**Task item:**
Every line below that has the word "StorageArea" counts once; report how many lines that makes, with no other words.

(Given entries Opens)

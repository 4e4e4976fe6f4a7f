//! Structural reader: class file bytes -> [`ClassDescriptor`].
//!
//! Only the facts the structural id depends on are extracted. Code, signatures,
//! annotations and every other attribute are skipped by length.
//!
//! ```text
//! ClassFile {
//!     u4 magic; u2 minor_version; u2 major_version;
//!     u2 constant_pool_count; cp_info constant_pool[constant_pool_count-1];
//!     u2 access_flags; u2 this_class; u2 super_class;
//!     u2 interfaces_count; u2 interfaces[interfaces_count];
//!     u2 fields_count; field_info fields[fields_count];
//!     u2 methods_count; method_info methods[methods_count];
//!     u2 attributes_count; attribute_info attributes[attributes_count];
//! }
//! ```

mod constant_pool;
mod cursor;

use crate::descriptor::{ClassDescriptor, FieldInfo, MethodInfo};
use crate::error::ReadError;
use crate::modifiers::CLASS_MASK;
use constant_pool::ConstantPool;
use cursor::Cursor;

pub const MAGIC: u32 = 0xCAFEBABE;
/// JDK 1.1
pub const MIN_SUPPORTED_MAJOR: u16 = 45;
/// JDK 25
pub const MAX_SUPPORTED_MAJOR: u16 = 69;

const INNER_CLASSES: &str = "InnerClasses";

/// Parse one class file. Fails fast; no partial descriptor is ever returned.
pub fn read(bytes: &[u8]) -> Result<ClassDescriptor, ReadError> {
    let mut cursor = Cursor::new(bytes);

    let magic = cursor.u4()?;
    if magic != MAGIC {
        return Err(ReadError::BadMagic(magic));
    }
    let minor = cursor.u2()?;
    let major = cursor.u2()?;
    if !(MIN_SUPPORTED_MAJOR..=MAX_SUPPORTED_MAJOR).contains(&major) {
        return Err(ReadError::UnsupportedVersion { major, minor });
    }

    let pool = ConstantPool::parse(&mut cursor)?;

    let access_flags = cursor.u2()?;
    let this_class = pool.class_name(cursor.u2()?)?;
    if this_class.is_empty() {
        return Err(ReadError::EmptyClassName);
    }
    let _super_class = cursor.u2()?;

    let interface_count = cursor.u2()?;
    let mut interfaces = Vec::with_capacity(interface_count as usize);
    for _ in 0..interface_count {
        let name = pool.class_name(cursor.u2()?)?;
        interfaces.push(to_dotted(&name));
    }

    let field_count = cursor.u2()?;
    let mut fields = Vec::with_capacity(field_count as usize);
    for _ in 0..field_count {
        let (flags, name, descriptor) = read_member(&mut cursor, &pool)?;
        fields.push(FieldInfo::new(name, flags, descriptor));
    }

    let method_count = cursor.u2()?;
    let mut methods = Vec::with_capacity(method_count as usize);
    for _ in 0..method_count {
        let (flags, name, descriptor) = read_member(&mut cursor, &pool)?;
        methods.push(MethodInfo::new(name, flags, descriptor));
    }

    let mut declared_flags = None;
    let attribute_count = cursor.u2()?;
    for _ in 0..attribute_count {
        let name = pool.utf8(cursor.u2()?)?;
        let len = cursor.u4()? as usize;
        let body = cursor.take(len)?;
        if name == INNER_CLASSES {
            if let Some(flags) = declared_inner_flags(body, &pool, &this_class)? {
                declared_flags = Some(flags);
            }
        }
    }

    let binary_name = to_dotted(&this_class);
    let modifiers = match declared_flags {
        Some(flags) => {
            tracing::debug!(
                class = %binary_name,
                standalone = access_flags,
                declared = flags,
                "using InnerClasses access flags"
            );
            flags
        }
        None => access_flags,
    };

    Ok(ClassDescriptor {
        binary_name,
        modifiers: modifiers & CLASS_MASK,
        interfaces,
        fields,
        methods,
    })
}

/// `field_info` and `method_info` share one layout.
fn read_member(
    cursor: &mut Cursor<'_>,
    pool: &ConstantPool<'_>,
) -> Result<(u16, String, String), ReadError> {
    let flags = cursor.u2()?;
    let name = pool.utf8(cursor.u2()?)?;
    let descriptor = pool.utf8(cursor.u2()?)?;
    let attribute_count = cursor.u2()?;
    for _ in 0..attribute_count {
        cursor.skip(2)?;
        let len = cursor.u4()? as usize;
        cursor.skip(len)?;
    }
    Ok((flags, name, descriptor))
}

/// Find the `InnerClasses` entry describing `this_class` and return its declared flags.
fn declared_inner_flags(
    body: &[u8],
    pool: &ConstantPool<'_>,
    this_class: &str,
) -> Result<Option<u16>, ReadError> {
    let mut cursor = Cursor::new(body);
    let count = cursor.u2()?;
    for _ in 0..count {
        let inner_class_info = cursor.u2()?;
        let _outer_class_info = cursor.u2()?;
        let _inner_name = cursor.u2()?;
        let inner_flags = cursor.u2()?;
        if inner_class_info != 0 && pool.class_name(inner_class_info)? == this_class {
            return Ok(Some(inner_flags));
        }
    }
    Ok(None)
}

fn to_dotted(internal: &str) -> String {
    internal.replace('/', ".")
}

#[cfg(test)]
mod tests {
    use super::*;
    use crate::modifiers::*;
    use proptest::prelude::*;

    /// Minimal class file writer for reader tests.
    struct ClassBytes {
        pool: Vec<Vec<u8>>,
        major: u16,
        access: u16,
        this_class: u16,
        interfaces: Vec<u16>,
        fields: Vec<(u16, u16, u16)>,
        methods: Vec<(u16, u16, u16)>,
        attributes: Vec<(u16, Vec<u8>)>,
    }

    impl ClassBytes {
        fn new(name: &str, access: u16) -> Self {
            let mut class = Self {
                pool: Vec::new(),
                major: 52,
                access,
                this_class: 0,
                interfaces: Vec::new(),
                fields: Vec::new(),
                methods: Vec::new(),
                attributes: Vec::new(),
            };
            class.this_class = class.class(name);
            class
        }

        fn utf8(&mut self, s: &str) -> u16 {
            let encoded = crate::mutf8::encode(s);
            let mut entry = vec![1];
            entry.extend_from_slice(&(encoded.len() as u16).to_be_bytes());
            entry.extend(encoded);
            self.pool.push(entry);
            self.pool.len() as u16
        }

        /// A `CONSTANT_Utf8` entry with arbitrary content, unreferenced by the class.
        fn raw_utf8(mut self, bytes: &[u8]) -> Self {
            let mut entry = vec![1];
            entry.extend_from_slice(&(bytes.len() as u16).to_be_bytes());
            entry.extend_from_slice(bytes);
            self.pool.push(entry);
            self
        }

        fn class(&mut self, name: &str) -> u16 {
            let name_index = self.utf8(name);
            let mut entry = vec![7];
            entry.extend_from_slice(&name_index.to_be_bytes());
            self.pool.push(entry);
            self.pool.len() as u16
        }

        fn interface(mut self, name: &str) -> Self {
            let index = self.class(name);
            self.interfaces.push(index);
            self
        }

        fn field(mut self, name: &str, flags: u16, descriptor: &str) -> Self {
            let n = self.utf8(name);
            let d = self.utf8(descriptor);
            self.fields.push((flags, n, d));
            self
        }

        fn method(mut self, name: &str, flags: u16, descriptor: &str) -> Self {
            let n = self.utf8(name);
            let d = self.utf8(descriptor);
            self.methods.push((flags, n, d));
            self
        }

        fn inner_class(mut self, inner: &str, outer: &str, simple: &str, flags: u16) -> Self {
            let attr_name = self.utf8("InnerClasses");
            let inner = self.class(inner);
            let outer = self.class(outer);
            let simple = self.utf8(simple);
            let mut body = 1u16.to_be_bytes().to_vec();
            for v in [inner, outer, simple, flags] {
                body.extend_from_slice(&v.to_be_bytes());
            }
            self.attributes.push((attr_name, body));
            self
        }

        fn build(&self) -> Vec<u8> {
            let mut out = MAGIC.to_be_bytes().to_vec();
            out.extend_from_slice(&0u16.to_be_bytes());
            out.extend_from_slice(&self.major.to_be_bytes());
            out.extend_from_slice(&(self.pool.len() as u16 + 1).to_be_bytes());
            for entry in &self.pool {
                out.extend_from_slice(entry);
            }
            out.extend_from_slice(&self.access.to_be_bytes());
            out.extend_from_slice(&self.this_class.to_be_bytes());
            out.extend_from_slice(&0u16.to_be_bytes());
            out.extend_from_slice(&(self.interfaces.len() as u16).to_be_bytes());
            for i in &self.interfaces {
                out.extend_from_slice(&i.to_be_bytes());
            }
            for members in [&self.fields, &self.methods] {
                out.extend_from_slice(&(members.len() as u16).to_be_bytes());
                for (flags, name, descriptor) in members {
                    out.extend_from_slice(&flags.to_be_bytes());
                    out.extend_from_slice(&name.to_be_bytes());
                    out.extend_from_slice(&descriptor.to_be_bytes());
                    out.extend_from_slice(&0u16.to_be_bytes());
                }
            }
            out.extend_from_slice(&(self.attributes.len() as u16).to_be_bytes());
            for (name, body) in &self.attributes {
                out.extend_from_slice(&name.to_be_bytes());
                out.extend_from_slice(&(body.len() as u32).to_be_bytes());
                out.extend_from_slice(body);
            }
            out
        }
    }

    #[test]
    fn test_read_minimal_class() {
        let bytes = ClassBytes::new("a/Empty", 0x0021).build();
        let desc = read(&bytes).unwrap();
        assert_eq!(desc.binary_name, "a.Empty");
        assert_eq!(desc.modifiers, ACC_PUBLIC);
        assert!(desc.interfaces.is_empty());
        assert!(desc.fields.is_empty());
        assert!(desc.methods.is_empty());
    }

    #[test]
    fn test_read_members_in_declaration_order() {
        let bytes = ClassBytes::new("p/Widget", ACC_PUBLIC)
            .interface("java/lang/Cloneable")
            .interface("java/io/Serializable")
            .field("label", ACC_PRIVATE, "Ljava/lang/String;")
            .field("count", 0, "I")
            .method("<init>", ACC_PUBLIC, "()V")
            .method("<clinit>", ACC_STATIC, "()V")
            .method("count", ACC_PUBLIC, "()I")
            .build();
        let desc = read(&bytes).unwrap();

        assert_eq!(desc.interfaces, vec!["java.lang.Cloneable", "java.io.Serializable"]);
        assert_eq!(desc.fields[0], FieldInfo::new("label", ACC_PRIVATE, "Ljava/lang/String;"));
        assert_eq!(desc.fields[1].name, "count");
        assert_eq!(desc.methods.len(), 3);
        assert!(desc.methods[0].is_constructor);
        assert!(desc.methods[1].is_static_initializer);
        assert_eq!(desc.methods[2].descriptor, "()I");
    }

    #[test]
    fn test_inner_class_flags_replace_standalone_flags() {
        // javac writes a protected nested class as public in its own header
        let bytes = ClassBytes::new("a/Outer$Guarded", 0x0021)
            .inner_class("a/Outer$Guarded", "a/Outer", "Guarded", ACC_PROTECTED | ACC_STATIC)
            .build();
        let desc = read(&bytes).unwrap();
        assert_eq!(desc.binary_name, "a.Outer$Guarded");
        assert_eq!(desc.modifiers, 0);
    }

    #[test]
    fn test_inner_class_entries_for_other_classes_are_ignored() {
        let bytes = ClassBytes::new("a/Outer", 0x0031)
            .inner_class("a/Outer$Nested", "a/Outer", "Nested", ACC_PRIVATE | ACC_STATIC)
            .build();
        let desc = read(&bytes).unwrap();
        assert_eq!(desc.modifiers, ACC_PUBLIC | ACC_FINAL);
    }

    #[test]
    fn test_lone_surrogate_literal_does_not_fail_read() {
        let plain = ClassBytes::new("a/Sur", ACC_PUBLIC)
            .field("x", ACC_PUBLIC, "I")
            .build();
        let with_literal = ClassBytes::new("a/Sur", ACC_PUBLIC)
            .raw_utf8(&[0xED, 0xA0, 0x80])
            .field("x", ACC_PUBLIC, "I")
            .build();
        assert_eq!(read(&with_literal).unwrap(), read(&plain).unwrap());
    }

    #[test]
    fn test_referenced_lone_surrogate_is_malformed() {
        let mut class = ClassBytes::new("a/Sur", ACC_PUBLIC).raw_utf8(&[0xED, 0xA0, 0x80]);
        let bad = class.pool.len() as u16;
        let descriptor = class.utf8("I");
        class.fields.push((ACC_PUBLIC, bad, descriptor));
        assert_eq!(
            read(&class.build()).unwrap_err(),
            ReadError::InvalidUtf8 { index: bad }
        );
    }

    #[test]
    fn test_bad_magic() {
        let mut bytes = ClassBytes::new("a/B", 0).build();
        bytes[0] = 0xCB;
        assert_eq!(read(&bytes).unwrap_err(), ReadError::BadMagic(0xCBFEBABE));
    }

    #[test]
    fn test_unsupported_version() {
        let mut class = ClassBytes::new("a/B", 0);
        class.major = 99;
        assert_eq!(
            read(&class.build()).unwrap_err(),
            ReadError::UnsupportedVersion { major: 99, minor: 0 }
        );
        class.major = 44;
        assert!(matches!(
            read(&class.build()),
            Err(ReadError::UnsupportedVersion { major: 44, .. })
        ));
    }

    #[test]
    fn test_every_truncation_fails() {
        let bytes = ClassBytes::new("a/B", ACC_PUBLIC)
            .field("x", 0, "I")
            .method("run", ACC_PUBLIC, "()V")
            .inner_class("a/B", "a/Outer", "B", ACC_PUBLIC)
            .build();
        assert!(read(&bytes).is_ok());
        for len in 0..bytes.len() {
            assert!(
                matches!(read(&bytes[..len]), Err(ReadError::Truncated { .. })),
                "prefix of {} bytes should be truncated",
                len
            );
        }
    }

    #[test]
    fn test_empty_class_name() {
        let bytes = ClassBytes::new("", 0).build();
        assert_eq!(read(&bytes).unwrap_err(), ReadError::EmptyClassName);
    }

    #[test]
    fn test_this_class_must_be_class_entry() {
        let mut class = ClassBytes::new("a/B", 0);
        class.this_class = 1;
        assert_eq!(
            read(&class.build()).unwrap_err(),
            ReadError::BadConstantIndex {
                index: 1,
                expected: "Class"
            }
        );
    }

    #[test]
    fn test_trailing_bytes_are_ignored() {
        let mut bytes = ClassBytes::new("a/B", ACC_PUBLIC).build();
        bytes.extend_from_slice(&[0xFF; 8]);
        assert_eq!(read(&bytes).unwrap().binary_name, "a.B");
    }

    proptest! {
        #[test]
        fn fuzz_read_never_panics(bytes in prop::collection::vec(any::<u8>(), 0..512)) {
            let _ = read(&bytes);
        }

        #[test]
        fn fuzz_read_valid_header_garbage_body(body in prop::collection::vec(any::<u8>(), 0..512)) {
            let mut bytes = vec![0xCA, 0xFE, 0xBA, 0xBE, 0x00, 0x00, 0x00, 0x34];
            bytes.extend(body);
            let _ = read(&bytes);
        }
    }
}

(Given entries Closes)
(Given entries Opens)

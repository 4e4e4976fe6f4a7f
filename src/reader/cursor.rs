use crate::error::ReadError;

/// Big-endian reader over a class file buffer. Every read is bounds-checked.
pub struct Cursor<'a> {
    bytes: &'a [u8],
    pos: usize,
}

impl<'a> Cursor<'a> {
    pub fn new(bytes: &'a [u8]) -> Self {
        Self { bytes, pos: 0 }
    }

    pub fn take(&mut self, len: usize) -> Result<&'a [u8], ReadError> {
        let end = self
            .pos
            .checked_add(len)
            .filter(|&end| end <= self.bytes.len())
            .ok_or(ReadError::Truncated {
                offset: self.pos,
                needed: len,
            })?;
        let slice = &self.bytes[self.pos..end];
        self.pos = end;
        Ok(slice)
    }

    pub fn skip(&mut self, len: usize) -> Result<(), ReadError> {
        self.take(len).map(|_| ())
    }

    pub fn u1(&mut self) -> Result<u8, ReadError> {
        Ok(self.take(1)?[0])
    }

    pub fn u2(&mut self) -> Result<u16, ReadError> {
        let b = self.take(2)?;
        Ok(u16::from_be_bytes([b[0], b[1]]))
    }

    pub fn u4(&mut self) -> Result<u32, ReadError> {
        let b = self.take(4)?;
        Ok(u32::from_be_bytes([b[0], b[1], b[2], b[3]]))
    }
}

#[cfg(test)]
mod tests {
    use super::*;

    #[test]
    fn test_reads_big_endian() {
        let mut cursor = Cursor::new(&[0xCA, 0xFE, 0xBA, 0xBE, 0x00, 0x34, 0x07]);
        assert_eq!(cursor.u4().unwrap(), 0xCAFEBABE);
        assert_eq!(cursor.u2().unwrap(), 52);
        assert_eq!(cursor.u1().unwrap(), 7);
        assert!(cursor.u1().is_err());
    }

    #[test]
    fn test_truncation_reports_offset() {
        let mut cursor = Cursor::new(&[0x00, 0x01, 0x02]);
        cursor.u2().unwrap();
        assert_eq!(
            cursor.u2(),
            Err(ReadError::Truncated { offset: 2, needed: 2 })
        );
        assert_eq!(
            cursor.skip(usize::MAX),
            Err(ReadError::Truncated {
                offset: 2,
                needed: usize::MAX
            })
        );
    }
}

(Given entries Closes)
(Given entries Opens)

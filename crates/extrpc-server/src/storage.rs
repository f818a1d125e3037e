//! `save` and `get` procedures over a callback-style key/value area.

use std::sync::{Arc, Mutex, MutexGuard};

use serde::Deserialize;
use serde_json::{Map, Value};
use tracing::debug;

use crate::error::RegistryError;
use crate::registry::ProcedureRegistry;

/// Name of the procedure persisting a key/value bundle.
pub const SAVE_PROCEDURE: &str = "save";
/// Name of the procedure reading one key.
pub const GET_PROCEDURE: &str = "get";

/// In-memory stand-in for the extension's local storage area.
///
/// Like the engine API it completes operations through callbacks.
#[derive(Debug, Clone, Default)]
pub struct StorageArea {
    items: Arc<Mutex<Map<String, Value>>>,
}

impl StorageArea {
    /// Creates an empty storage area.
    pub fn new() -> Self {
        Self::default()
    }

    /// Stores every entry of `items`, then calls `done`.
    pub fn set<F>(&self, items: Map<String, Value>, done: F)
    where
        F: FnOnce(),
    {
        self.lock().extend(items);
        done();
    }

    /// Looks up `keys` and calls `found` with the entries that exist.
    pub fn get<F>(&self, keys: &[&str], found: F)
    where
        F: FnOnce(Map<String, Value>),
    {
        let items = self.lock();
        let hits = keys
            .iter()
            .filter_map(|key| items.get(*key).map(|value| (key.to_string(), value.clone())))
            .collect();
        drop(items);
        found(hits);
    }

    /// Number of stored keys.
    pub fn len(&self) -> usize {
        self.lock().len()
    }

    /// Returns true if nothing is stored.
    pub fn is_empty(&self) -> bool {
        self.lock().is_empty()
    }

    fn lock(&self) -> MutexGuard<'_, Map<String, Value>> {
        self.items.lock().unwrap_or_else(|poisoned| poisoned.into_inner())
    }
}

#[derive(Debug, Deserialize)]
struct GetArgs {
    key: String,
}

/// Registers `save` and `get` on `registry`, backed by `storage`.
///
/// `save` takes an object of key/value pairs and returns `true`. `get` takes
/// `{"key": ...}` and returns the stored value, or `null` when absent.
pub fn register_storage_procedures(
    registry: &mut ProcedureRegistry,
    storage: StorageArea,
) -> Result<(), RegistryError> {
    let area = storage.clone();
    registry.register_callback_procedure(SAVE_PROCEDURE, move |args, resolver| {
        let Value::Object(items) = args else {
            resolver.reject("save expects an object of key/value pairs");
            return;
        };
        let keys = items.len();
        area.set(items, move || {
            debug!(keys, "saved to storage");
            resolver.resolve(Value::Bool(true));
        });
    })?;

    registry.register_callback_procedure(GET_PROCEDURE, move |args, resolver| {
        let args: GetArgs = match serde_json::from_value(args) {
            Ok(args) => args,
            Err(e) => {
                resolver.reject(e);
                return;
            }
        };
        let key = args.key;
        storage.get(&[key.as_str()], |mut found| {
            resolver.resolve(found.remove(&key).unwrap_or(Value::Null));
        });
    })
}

(Given entries Closes)

**Completed task:**
3